To effectively detect data that may have a relatively great loss value because the data is not used for training (or alike such training data) the neural network model, even if the data is in-distribution data, the computing apparatus may determine the flatness based on converted input data that is obtained by transforming the input data. Hereinafter, a method of detecting whether the input data is OOD data by determining the flatness of converted data will be described with reference to FIG. 4.



FIG. 3 illustrates an example method with OOD data detection according to one or more embodiments.


Referring to FIG. 3, the example method may include operations 302 through 318, which may be performed as illustrated by a flowchart in the shown order and manner. However, the order of some operations may be changed, or some operations may be omitted, without departing from the spirit and scope of the shown example method. Some of the operations shown in FIG. 3 may be performed in parallel, concurrently, or any suitable order that may optimize the method described with reference to FIG. 3. The example method may be performed by a computing apparatus, which may be configured to detect whether input data is OOD data based on a flatness of converted input data. The computing apparatus may include one or more processors configured to execute instructions, and one or more memories storing the instructions. The execution of the instructions by the one or more processors may configure the computing apparatus to perform any one or any combination of these or other operations and methods described herein.


In operation 302, the computing apparatus may receive input data. The input data may be an image of a target object, however the type of the input data is not limited thereto. The image may be captured by a sensor (e.g., a camera), which may be an interior or exterior of the computing apparatus.


In operation 304, the computing apparatus may generate/obtain an output value from a neural network model receiving the input data. The output value may correspond to a class inferred by the neural network model with respect to input data as the neural network model receives the input data. In an example, the output value(s) may be probability value, and may represent a probability distribution of the neural network output.


In operation 306, the computing apparatus may generate converted data by converting the input data. As a non-limiting example, the computing apparatus may add noise to the input data and may thus generate converted data that is the noise-added input data. By adding noise to the input data, the computing apparatus may help to prevent in-distribution data from being determined to be OOD data due to the determined great loss value that was large because the in-distribution data is not specifically used for training the neural network model. For example, the neural network may have been trained with many images of different animals including a class of animals of “cat”. But during an inference operation may be performed for an input image of a tiger. While the training images did not include a tiger, this input should still be found to be in-distribution data even though a large loss may be calculated.


In operation 308, the computing apparatus may update the converted data generated in operation 306. The computing apparatus may generate a gradient by differentiating a maximum loss function value with respect to current converted data. The computing apparatus may thus update the converted data using gradient descent based on the generated gradient.
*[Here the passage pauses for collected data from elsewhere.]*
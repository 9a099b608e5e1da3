//! Harmonise command: convert measures to one target scale.

use std::fs::File;
use std::io::{self, BufWriter};

use anyhow::{Context, Result, anyhow};
use tracing::{info, info_span};

use emsr_catalogue::Catalogue;
use emsr_harmonise::{Harmoniser, HarmoniserResult};

use crate::cli::HarmoniseArgs;
use crate::config::{self, EmsrConfig};
use crate::convert;
use crate::import_cmd;

/// Run the harmonisation pipeline and export the converted measures.
pub fn run(args: HarmoniseArgs) -> Result<()> {
    let _cmd = info_span!("harmonise").entered();
    let config = config::load(&args.config)?;

    let target = args
        .target
        .or_else(|| config.harmonise.target.clone())
        .ok_or_else(|| anyhow!("no target scale: set [harmonise].target in config or use --target"))?;
    let format = convert::parse_export_format(
        args.format.as_deref().unwrap_or(&config.harmonise.format),
    )?;

    let catalogue = import_cmd::load_catalogue(&config.import)?;
    let result = harmonise(&config, &catalogue, &target)?;

    match args.output.or_else(|| config.harmonise.output.clone()) {
        Some(path) => {
            let file = File::create(&path)
                .with_context(|| format!("failed to create output: {}", path.display()))?;
            result
                .export(format, BufWriter::new(file))
                .with_context(|| format!("failed to write output: {}", path.display()))?;
            info!(path = %path.display(), "harmonised measures written");
        }
        None => result.export(format, io::stdout().lock())?,
    }
    Ok(())
}

/// Converts the filtered measures of `catalogue` to `target`.
pub fn harmonise(config: &EmsrConfig, catalogue: &Catalogue, target: &str) -> Result<HarmoniserResult> {
    let filter = convert::build_filter(&config.filter)?;
    let mut harmoniser = Harmoniser::new(convert::build_harmoniser_config(&config.harmonise)?)?;
    for formula in &config.harmonise.formulas {
        harmoniser.add_formula(convert::build_formula(formula)?)?;
    }
    info!(formulas = harmoniser.formulas().len(), "formula library loaded");

    let measures = catalogue.query(&filter);
    let result = harmoniser.harmonise(measures.into_vec(), target)?;
    info!(
        converted = result.converted_count(),
        unconverted = result.unconverted().len(),
        target,
        "harmonisation finished"
    );
    Ok(result)
}
//! # emsr-catalogue
//!
//! Magnitude measurement data model and the measurement store that every
//! other EMSR crate reads from.
//!
//! ## Entities
//!
//! ```text
//! Event ──< Origin ──< MagnitudeMeasure >── Agency
//! ```
//!
//! An [`Event`] groups every solution reported for one earthquake. Each
//! [`Origin`] is a located solution (time, position, depth and their
//! errors) and may carry several [`MagnitudeMeasure`]s on different scales
//! from different agencies. Measures share their origin through an `Arc`.
//!
//! ## Store
//!
//! [`MeasureStore`] is the write-side contract the bulletin importer needs
//! (get-or-create, duplicate-key detection, commit/rollback of a pending
//! batch). [`Catalogue`] is the in-memory implementation; it answers
//! [`Filter`] queries with a [`MeasureCollection`].
//!
//! ```
//! use emsr_catalogue::{Catalogue, Filter};
//!
//! let catalogue = Catalogue::new();
//! let view = catalogue.query(&Filter::scales(["mb"]).and(Filter::MagnitudeAtLeast(4.0)));
//! assert!(view.is_empty());
//! ```

mod collection;
mod error;
mod filter;
mod memory;
mod model;
mod store;

pub mod geo;

pub use collection::MeasureCollection;
pub use error::CatalogueError;
pub use filter::Filter;
pub use memory::Catalogue;
pub use model::{
    Agency, AnalysisType, Event, LocationMethod, MagnitudeMeasure, MeasureDraft, MeasureId, Origin,
};
pub use store::{EventSiblings, MeasureStore};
In operation 310, the computing apparatus may determine whether the updating of the converted data is completed. When the updating of the converted data is not completed (e.g., when “No” is determined in operation 310), the computing apparatus may return to operation 308 and may update the converted data again using gradient descent. When the update of the converted data is completed (e.g., when “Yes” is determined in operation 310), a final updated converted data is generated. In operation 312, the computing apparatus may determine a maximum loss value among loss values corresponding to neighboring data within a reference distance based on the final updated converted data. The maximum loss value may correspond to the flatness of the input data.
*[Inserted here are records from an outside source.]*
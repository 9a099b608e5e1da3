mod cli;
mod config;
mod convert;
mod harmonise_cmd;
mod import_cmd;
mod logging;
mod regress_cmd;
#[cfg(test)]
mod testutil;

use std::process;

use anyhow::Result;
use clap::Parser;

use crate::cli::{Cli, Command};

fn main() {
    let cli = Cli::parse();
    logging::init(cli.verbose);

    if let Err(e) = run(cli.command) {
        eprintln!("Error: {e:#}");
        process::exit(1);
    }
}

fn run(command: Command) -> Result<()> {
    match command {
        Command::Import(args) => import_cmd::run(args),
        Command::Regress(args) => regress_cmd::run(args),
        Command::Harmonise(args) => harmonise_cmd::run(args),
    }
}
In operation 314, the computing apparatus may compare the flatness to the threshold. When the flatness is greater than or equal to the threshold (e.g., when “Yes” is determined in operation 314), in operation 316, the computing apparatus may detect that the input data is OOD data. When the flatness is less than the threshold (e.g., when “No” is determined in operation 314), in operation 318, the computing apparatus may detect that the input data is in-distribution data.



FIG. 4 illustrates an example method with biometric data inspection according to one or more embodiments.


Referring to FIG. 4, the example method may include operations 402 through 420, which may be performed as illustrated by a flowchart in the shown order and manner. However, the order of some operations may be changed, or some operations may be omitted, without departing from the spirit and scope of the shown example method. Some of the operations shown in FIG. 4 may be performed in parallel, concurrently, or any suitable order that may optimize the method described with reference to FIG. 4. This example method may be performed by a computing apparatus, which may be configured to inspect biometric data. The computing apparatus may include one or more processors configured to execute instructions, and one or more memories storing the instructions. The execution of the instructions by the one or more processors may configure the computing apparatus to perform any one or any combination of these or other operations or methods described herein.


In operation 402, the computing apparatus may receive biometric data. The biometric data may be a fingerprint, face, or iris of a target object (e.g., a person or an animal). However, the type of biometric data is not limited thereto and may vary depending on one or more embodiments described herein.


In operation 404, the computing apparatus may generate/obtain an output value from a neural network model receiving the biometric data. The neural network model may be a machine learning model that has been trained to determine forgery and alteration based on training data including biometric data.


In operation 406, the computing apparatus may detect whether the biometric data is forged or altered based on the output value generated/obtained in operation 404.


When the computing apparatus detects that the biometric data is forged or altered (e.g., when “Yes” is determined in operation 406), in operation 410, the computing apparatus may block access (e.g., of a user). For example, unlocking of a smartphone may be blocked or proceeding with a payment system using a smartphone may be blocked.


When the computing apparatus detects that the biometric data is not forged or altered (e.g., when “No” is determined in operation 406), in operation 408, the computing apparatus may determine the flatness of the biometric data. In a non-limiting example the computing apparatus may determine whether the biometric data is OOD data by firstly performing an inference process using a neural network model and secondarily determining the flatness of the biometric data.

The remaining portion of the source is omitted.